◆ **WORK ORDER**
Below are the records; repeat them in full, exactly.

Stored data
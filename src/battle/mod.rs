pub mod ai;
pub mod auto;
pub mod engine;
pub mod events;
pub mod resolver;

pub use auto::AutoBattle;
pub use engine::{BattleEngine, BattleOutcome, BattleReport, BattleRules, ScriptedEngine, Weather};
pub use events::{EventBus, FrontierEvent};
pub use resolver::{CoinFlip, MatchResolver, MatchSide, PlayerMatchResolver};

◆ **SOLVED PROBLEM**
filename src/battle/mod.rs
pub mod ai;
pub mod auto;
pub mod engine;
pub mod events;
pub mod resolver;

pub use auto::AutoBattle;
pub use engine::{BattleEngine, BattleOutcome, BattleReport, BattleRules, ScriptedEngine, Weather};
pub use events::{EventBus, FrontierEvent};
pub use resolver::{CoinFlip, MatchResolver, MatchSide, PlayerMatchResolver};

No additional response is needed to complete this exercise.